▸ **Given records**:
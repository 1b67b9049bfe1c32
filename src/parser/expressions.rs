//! Expression parsing (Pratt).

use crate::ast::*;
use crate::error::ParserError;
use crate::lexer::TokenKind;
use crate::parser::core::{ParseResult, Parser};
use crate::parser::precedence::{get_precedence, Precedence};

impl Parser {
    pub(crate) fn expression(&mut self) -> ParseResult<Expr> {
        self.parse_precedence(Precedence::Or)
    }

    fn parse_precedence(&mut self, min: Precedence) -> ParseResult<Expr> {
        let mut expr = self.prefix()?;

        loop {
            let precedence = get_precedence(&self.peek().kind);
            if precedence == Precedence::None || precedence < min {
                break;
            }
            expr = self.infix(expr, precedence)?;
        }

        Ok(expr)
    }

    fn prefix(&mut self) -> ParseResult<Expr> {
        let token = self.advance();
        let span = token.span;

        match token.kind {
            TokenKind::IntLiteral(value) => Ok(Expr::new(ExprKind::IntLiteral(value), span)),
            TokenKind::StringLiteral(value) => Ok(Expr::new(ExprKind::StringLiteral(value), span)),
            TokenKind::BoolLiteral(value) => Ok(Expr::new(ExprKind::BoolLiteral(value), span)),
            TokenKind::Null => Ok(Expr::new(ExprKind::Null, span)),
            TokenKind::Identifier(name) => Ok(Expr::new(ExprKind::Variable(name), span)),

            TokenKind::Minus => {
                let operand = self.parse_precedence(Precedence::Unary)?;
                Ok(Expr::new(
                    ExprKind::Unary {
                        operator: UnaryOp::Negate,
                        operand: Box::new(operand),
                    },
                    span,
                ))
            }
            TokenKind::Bang => {
                let operand = self.parse_precedence(Precedence::Unary)?;
                Ok(Expr::new(
                    ExprKind::Unary {
                        operator: UnaryOp::Not,
                        operand: Box::new(operand),
                    },
                    span,
                ))
            }

            TokenKind::LeftParen => {
                let expr = self.expression()?;
                self.expect(&TokenKind::RightParen)?;
                Ok(expr)
            }

            TokenKind::LeftBracket => self.array_literal(span),
            TokenKind::LeftBrace => self.hash_literal(span),
            TokenKind::If => self.if_expression(span),
            TokenKind::Fn => self.function_literal(span),

            other => Err(ParserError::unexpected_token(
                "expression",
                format!("{}", other),
                span,
            )),
        }
    }

    fn infix(&mut self, left: Expr, precedence: Precedence) -> ParseResult<Expr> {
        let token = self.advance();
        let span = token.span;

        match token.kind {
            TokenKind::LeftParen => self.finish_call(left),
            TokenKind::LeftBracket => {
                let index = self.expression()?;
                self.expect(&TokenKind::RightBracket)?;
                Ok(Expr::new(
                    ExprKind::Index {
                        object: Box::new(left),
                        index: Box::new(index),
                    },
                    span,
                ))
            }
            kind => {
                let operator = match kind {
                    TokenKind::Plus => BinaryOp::Add,
                    TokenKind::Minus => BinaryOp::Subtract,
                    TokenKind::Star => BinaryOp::Multiply,
                    TokenKind::Slash => BinaryOp::Divide,
                    TokenKind::EqualEqual => BinaryOp::Equal,
                    TokenKind::BangEqual => BinaryOp::NotEqual,
                    TokenKind::Less => BinaryOp::Less,
                    TokenKind::LessEqual => BinaryOp::LessEqual,
                    TokenKind::Greater => BinaryOp::Greater,
                    TokenKind::GreaterEqual => BinaryOp::GreaterEqual,
                    TokenKind::And => BinaryOp::And,
                    TokenKind::Or => BinaryOp::Or,
                    other => {
                        return Err(ParserError::unexpected_token(
                            "operator",
                            format!("{}", other),
                            span,
                        ))
                    }
                };
                let right = self.parse_precedence(precedence.next())?;
                Ok(Expr::new(
                    ExprKind::Binary {
                        left: Box::new(left),
                        operator,
                        right: Box::new(right),
                    },
                    span,
                ))
            }
        }
    }

    fn finish_call(&mut self, callee: Expr) -> ParseResult<Expr> {
        let span = self.previous_span();
        let mut arguments = Vec::new();

        if !self.check(&TokenKind::RightParen) {
            loop {
                arguments.push(self.expression()?);
                if !self.match_token(&TokenKind::Comma) {
                    break;
                }
            }
        }
        self.expect(&TokenKind::RightParen)?;

        Ok(Expr::new(
            ExprKind::Call {
                callee: Box::new(callee),
                arguments,
            },
            span,
        ))
    }

    fn array_literal(&mut self, span: crate::span::Span) -> ParseResult<Expr> {
        let mut elements = Vec::new();

        if !self.check(&TokenKind::RightBracket) {
            loop {
                elements.push(self.expression()?);
                if !self.match_token(&TokenKind::Comma) {
                    break;
                }
            }
        }
        self.expect(&TokenKind::RightBracket)?;

        Ok(Expr::new(ExprKind::Array(elements), span))
    }

    fn hash_literal(&mut self, span: crate::span::Span) -> ParseResult<Expr> {
        let mut pairs = Vec::new();

        if !self.check(&TokenKind::RightBrace) {
            loop {
                let key = self.expression()?;
                self.expect(&TokenKind::Colon)?;
                let value = self.expression()?;
                pairs.push((key, value));
                if !self.match_token(&TokenKind::Comma) {
                    break;
                }
            }
        }
        self.expect(&TokenKind::RightBrace)?;

        Ok(Expr::new(ExprKind::Hash(pairs), span))
    }

    fn if_expression(&mut self, span: crate::span::Span) -> ParseResult<Expr> {
        self.expect(&TokenKind::LeftParen)?;
        let condition = self.expression()?;
        self.expect(&TokenKind::RightParen)?;
        let then_branch = self.block()?;
        let else_branch = if self.match_token(&TokenKind::Else) {
            Some(self.block()?)
        } else {
            None
        };

        Ok(Expr::new(
            ExprKind::If {
                condition: Box::new(condition),
                then_branch,
                else_branch,
            },
            span,
        ))
    }

    fn function_literal(&mut self, span: crate::span::Span) -> ParseResult<Expr> {
        self.expect(&TokenKind::LeftParen)?;
        let mut params = Vec::new();

        if !self.check(&TokenKind::RightParen) {
            loop {
                params.push(self.expect_identifier()?);
                if !self.match_token(&TokenKind::Comma) {
                    break;
                }
            }
        }
        self.expect(&TokenKind::RightParen)?;
        let body = self.block()?;

        Ok(Expr::new(ExprKind::Function { params, body }, span))
    }
}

▸ **To do**: All that should appear in the response is the run of lines from the first line of the entries through the line containing "pub(crate) fn expression(&mut", copied exactly.

▸ **Answer area**:
repository 1b67b9049bfe1c32
filename src/parser/expressions.rs
//! Expression parsing (Pratt).

use crate::ast::*;
use crate::error::ParserError;
use crate::lexer::TokenKind;
use crate::parser::core::{ParseResult, Parser};
use crate::parser::precedence::{get_precedence, Precedence};

impl Parser {
    pub(crate) fn expression(&mut self) -> ParseResult<Expr> {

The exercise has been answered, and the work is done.